Data for this task: Begin
use std::cell::RefCell;
use std::collections::VecDeque;

use alloy_primitives::{hex, Address, U256};
use alloy_sol_types::{sol_data, SolCall, SolEvent, SolType, SolValue};
use async_trait::async_trait;
use serde_json::{json, Value};
use tf_gateway::abi;
use tf_gateway::{load_all_tokens, EthereumRpc, FactoryGateway, GatewayError, TxCheckpoint};
use tf_types::DeploymentRequest;

const FACTORY: Address = Address::new([0x11; 20]);
const DEPLOYER: Address = Address::new([0x22; 20]);

/// Scripted provider: responses are consumed in order, and every request is
/// recorded for later assertions.
struct MockRpc {
    script: RefCell<VecDeque<(&'static str, Result<Value, GatewayError>)>>,
    calls: RefCell<Vec<(String, Value)>>,
}

impl MockRpc {
    fn new(script: Vec<(&'static str, Result<Value, GatewayError>)>) -> Self {
        Self {
            script: RefCell::new(script.into()),
            calls: RefCell::new(Vec::new()),
        }
    }

    fn recorded_methods(&self) -> Vec<String> {
        self.calls.borrow().iter().map(|(m, _)| m.clone()).collect()
    }

    fn recorded_params(&self, i: usize) -> Value {
        self.calls.borrow()[i].1.clone()
    }
}

#[async_trait(?Send)]
impl EthereumRpc for MockRpc {
    async fn request(&self, method: &str, params: Value) -> Result<Value, GatewayError> {
        self.calls.borrow_mut().push((method.to_string(), params));
        let (expected, response) = self
            .script
            .borrow_mut()
            .pop_front()
            .unwrap_or_else(|| panic!("unexpected request: {method}"));
        assert_eq!(expected, method, "request out of script order");
        response
    }

    async fn sleep_ms(&self, _ms: u32) {}
}

fn call_result(ret: Vec<u8>) -> Result<Value, GatewayError> {
    Ok(Value::String(hex::encode_prefixed(&ret)))
}

fn metadata_return(name: &str, symbol: &str, decimals: u8, supply: u64) -> Vec<u8> {
    type Meta = (sol_data::String, sol_data::String, sol_data::Uint<8>, sol_data::Uint<256>);
    Meta::abi_encode_params(&(name.to_string(), symbol.to_string(), decimals, U256::from(supply)))
}

#[tokio::test]
async fn token_count_decodes_the_length_call() {
    let rpc = MockRpc::new(vec![("eth_call", call_result(U256::from(3u64).abi_encode()))]);
    let gateway = FactoryGateway::new(rpc, FACTORY);

    assert_eq!(gateway.token_count().await.unwrap(), 3);

    // The call went to the factory with the right selector.
    let params = gateway.rpc().recorded_params(0);
    let data = params[0]["data"].as_str().unwrap();
    let data = hex::decode(data).unwrap();
    assert_eq!(&data[..4], &abi::getLengthContractAddressesCall::SELECTOR[..]);
}

#[tokio::test]
async fn loader_walks_all_indices_in_order() {
    let addr0 = Address::new([0xa0; 20]);
    let addr1 = Address::new([0xa1; 20]);
    let rpc = MockRpc::new(vec![
        ("eth_call", call_result(U256::from(2u64).abi_encode())),
        ("eth_call", call_result(addr0.abi_encode())),
        ("eth_call", call_result(metadata_return("Alpha", "ALP", 2, 1500))),
        ("eth_call", call_result(addr1.abi_encode())),
        ("eth_call", call_result(metadata_return("Beta", "BET", 18, 0))),
    ]);
    let gateway = FactoryGateway::new(rpc, FACTORY);

    let mut seen = Vec::new();
    let records = load_all_tokens(&gateway, |record, index| {
        seen.push((index, record.symbol.clone()));
    })
    .await
    .unwrap();

    assert_eq!(records.len(), 2);
    assert_eq!(seen, vec![(0, "ALP".to_string()), (1, "BET".to_string())]);
    assert_eq!(records[0].name, "Alpha");
    assert_eq!(records[0].decimals, 2);
    assert_eq!(records[0].total_supply, 15.0);
    assert_eq!(records[0].raw_total_supply, "1500");
    assert_eq!(records[0].contract_address, addr0.to_checksum(None));
    assert_eq!(records[1].contract_address, addr1.to_checksum(None));

    // count, then address/metadata alternating, strictly sequential.
    assert_eq!(
        gateway.rpc().recorded_methods(),
        vec!["eth_call"; 5],
    );
}

#[tokio::test]
async fn loader_with_zero_tokens_makes_no_further_calls() {
    let rpc = MockRpc::new(vec![("eth_call", call_result(U256::ZERO.abi_encode()))]);
    let gateway = FactoryGateway::new(rpc, FACTORY);

    let mut callbacks = 0;
    let records = load_all_tokens(&gateway, |_, _| callbacks += 1).await.unwrap();

    assert!(records.is_empty());
    assert_eq!(callbacks, 0);
    assert_eq!(gateway.rpc().recorded_methods().len(), 1);
}

#[tokio::test]
async fn revert_on_address_lookup_maps_to_index_out_of_range() {
    let rpc = MockRpc::new(vec![(
        "eth_call",
        Err(GatewayError::Rpc("execution reverted".into())),
    )]);
    let gateway = FactoryGateway::new(rpc, FACTORY);

    match gateway.address_at(7).await {
        Err(GatewayError::IndexOutOfRange { index: 7 }) => {}
        other => panic!("expected IndexOutOfRange, got {other:?}"),
    }
}

fn new_contract_log(deployed: Address) -> Value {
    json!({
        "topics": [
            hex::encode_prefixed(abi::NewContract::SIGNATURE_HASH),
            hex::encode_prefixed(deployed.into_word()),
        ],
        "data": "0x",
    })
}

#[tokio::test]
async fn deploy_reports_checkpoints_and_extracts_the_new_address() {
    let deployed = Address::new([0xcd; 20]);
    let tx_hash = "0xfeed";
    let receipt = json!({
        "status": "0x1",
        "blockNumber": "0x10",
        "logs": [new_contract_log(deployed)],
    });
    let rpc = MockRpc::new(vec![
        ("eth_sendTransaction", Ok(json!(tx_hash))),
        ("eth_getTransactionReceipt", Ok(Value::Null)),
        ("eth_getTransactionReceipt", Ok(receipt)),
        ("eth_blockNumber", Ok(json!("0x10"))),
        ("eth_blockNumber", Ok(json!("0x11"))),
    ]);
    let gateway = FactoryGateway::new(rpc, FACTORY).with_poll_interval(0);

    let req = DeploymentRequest {
        name: "Coin".into(),
        symbol: "CN".into(),
        decimals: 18,
        total_supply: "1000000".into(),
    };
    let mut observed = Vec::new();
    let outcome = gateway
        .deploy_token(&req, DEPLOYER, |cp| observed.push(cp.clone()))
        .await
        .unwrap();

    assert_eq!(outcome.tx_hash, tx_hash);
    assert_eq!(outcome.contract_address, deployed);
    assert_eq!(
        outcome.checkpoints,
        vec![
            TxCheckpoint::HashAssigned(tx_hash.to_string()),
            TxCheckpoint::ReceiptReceived,
            TxCheckpoint::ConfirmationReceived,
        ],
    );
    // Observer saw the same checkpoints, live and in order.
    assert_eq!(observed, outcome.checkpoints);

    // The submitted calldata round-trips to the request values.
    let params = gateway.rpc().recorded_params(0);
    let data = hex::decode(params[0]["data"].as_str().unwrap()).unwrap();
    let call = abi::deployContractCall::abi_decode(&data).unwrap();
    assert_eq!(call.name_, "Coin");
    assert_eq!(call.symbol_, "CN");
    assert_eq!(call.decimals_, 18);
    assert_eq!(call.totalsupply_, U256::from(1_000_000u64));
}

#[tokio::test]
async fn falsy_receipt_status_is_a_rejection() {
    let receipt = json!({
        "status": "0x0",
        "blockNumber": "0x10",
        "logs": [],
    });
    let rpc = MockRpc::new(vec![
        ("eth_sendTransaction", Ok(json!("0xdead"))),
        ("eth_getTransactionReceipt", Ok(receipt)),
    ]);
    let gateway = FactoryGateway::new(rpc, FACTORY).with_poll_interval(0);

    let req = DeploymentRequest {
        name: "Coin".into(),
        symbol: "CN".into(),
        decimals: 18,
        total_supply: "1".into(),
    };
    match gateway.deploy_token(&req, DEPLOYER, |_| {}).await {
        Err(GatewayError::TransactionRejected { tx_hash }) => assert_eq!(tx_hash, "0xdead"),
        other => panic!("expected TransactionRejected, got {other:?}"),
    }
}

#[tokio::test]
async fn user_rejection_passes_through_unchanged() {
    let rpc = MockRpc::new(vec![("eth_sendTransaction", Err(GatewayError::UserRejected))]);
    let gateway = FactoryGateway::new(rpc, FACTORY);

    let req = DeploymentRequest {
        name: "Coin".into(),
        symbol: "CN".into(),
        decimals: 0,
        total_supply: "10".into(),
    };
    match gateway.deploy_token(&req, DEPLOYER, |_| {}).await {
        Err(GatewayError::UserRejected) => {}
        other => panic!("expected UserRejected, got {other:?}"),
    }
}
Data for this task: End
__Task to carry out__.
The answer should consist of all lines from the records above that hold the word "callbacks".

__Exercise answer__.
    let mut callbacks = 0;
    let records = load_all_tokens(&gateway, |_, _| callbacks += 1).await.unwrap();
    assert_eq!(callbacks, 0);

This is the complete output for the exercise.